- **YOUR ASSIGNMENT**:
State how many lines in the listing below hold the string "ManagedThreadRegistry"; nothing else is wanted.

========================

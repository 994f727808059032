//! The process-wide façade composing the coordination core with the runtime's
//! other collaborators.
//!
//! Grounded on the teacher's `VMKit<R>` / `Runtime::vmkit()` singleton (a
//! process-wide struct bundling the GC binding, thread registry, and thunks,
//! reached through a static accessor installed by the embedder). This façade plays
//! the same role but uses `Arc` for the "reference-counted lifetime anchor"
//! described in the spec's re-architecture notes: acquiring a handle for a new
//! managed thread is `Arc::clone`, and releasing one is dropping that clone — the
//! idiomatic Rust rendition of the spec's "explicit acquire/release" refcounting.

use std::sync::atomic::{AtomicBool, Ordering};
use std::sync::Arc;

use crate::config;
use crate::preemption::PreemptionTimer;
use crate::registry::{FrameSlot, ManagedThread, ManagedThreadRegistry};
use crate::world::WorldState;

/// Stand-in for the object-memory manager and garbage collector proper. Out of
/// scope for this core (spec §1): owned here only so `SharedState`'s lifetime and
/// composition story can be fully built and tested without depending on an actual
/// GC crate.
#[derive(Default)]
pub struct ObjectMemory;

/// Stand-in for the native-extension handle tables.
#[derive(Default)]
pub struct HandleTables;

/// Stand-in for the inline-cache registry.
#[derive(Default)]
pub struct InlineCacheRegistry;

/// The process-wide container. Always held behind an [`Arc`]; construct one with
/// [`SharedState::new`].
pub struct SharedState {
    pub world: WorldState,
    pub registry: ManagedThreadRegistry,
    initialized: AtomicBool,
    #[allow(dead_code)]
    object_memory: ObjectMemory,
    #[allow(dead_code)]
    handle_tables: HandleTables,
    #[allow(dead_code)]
    inline_cache_registry: InlineCacheRegistry,
}

impl SharedState {
    /// Bootstraps a fresh runtime: one dependent (bootstrap) thread, empty
    /// registry, not yet marked initialized.
    pub fn new() -> Arc<SharedState> {
        Arc::new(SharedState {
            world: WorldState::new(),
            registry: ManagedThreadRegistry::new(),
            initialized: AtomicBool::new(false),
            object_memory: ObjectMemory,
            handle_tables: HandleTables,
            inline_cache_registry: InlineCacheRegistry,
        })
    }

    /// Called once by the embedder's bootstrap after every collaborator is wired
    /// up. Gates whether `Drop` runs its full teardown assertions (spec §3: "only
    /// when the façade's reference count reaches zero and the runtime was fully
    /// initialized").
    pub fn mark_initialized(&self) {
        self.initialized.store(true, Ordering::Relaxed);
    }

    pub fn is_initialized(&self) -> bool {
        self.initialized.load(Ordering::Relaxed)
    }

    /// Registers a new VM-owned managed thread and returns a fresh strong
    /// reference for it to hold for its lifetime, alongside its registry handle.
    pub fn new_vm(self: &Arc<Self>, frame_slot: FrameSlot) -> (Arc<SharedState>, ManagedThread) {
        let handle = self.registry.register(frame_slot);
        (self.clone(), handle)
    }

    /// Reverses `new_vm`: removes the registry record. Consumes the caller's
    /// strong reference, releasing it; does not free anything the caller itself
    /// allocated for the thread.
    pub fn remove_vm(self: Arc<Self>, handle: ManagedThread) {
        self.registry.remove(handle);
    }

    /// Registers a thread owned by an external collaborator (e.g. the query/debug
    /// agent) that the GC should know about but never treats as a root source.
    pub fn add_managed_thread(self: &Arc<Self>) -> (Arc<SharedState>, ManagedThread) {
        let handle = self.registry.add_external();
        (self.clone(), handle)
    }

    pub fn remove_managed_thread(self: Arc<Self>, handle: ManagedThread) {
        self.registry.remove(handle);
    }

    /// Decrements this holder's reference to the façade; the façade is torn down
    /// once the last `Arc` is dropped. Named to match the spec's operation table;
    /// behaviorally this is just dropping `self`.
    pub fn discard(self: Arc<Self>) {
        drop(self);
    }

    #[inline]
    pub fn checkpoint(&self) {
        self.world.checkpoint();
    }

    pub fn gc_dependent(&self) {
        self.world.become_dependent();
    }

    pub fn gc_independent(&self) {
        self.world.become_independent();
    }

    pub fn stop_the_world(&self) {
        self.world.wait_til_alone();
    }

    pub fn restart_world(&self) {
        self.world.wake_all_waiters();
    }

    pub fn time_waiting(&self) -> u64 {
        self.world.time_waiting()
    }

    /// Starts the preemption timer. Idempotent across the process. Per spec §7.2,
    /// a thread-creation failure here is fatal: logs and exits rather than
    /// returning an error for a caller to ignore.
    pub fn enable_preemption() {
        PreemptionTimer::start()
    }

    /// Post-`fork()` reinitialization. Requires that `this` be the sole surviving
    /// strong reference — the caller must have already dropped every other handle
    /// before calling this, per the spec's lifecycle contract. Panics otherwise,
    /// since proceeding would silently reinitialize state another thread still
    /// believes is live.
    pub fn reinit(this: &mut Arc<SharedState>) {
        config::reset_for_fork();
        let shared =
            Arc::get_mut(this).expect("SharedState::reinit requires sole ownership after fork");
        shared.world.reinit();
        shared.registry = ManagedThreadRegistry::new();
        log::debug!(target: "worldcore::shared_state", "reinitialized after fork");
    }
}

impl Drop for SharedState {
    fn drop(&mut self) {
        if self.initialized.load(Ordering::Relaxed) {
            debug_assert!(
                self.registry.is_empty(),
                "SharedState torn down while managed threads were still registered"
            );
            log::debug!(target: "worldcore::shared_state", "SharedState torn down");
        }
    }
}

========================

- **TASK RESPONSE**:
4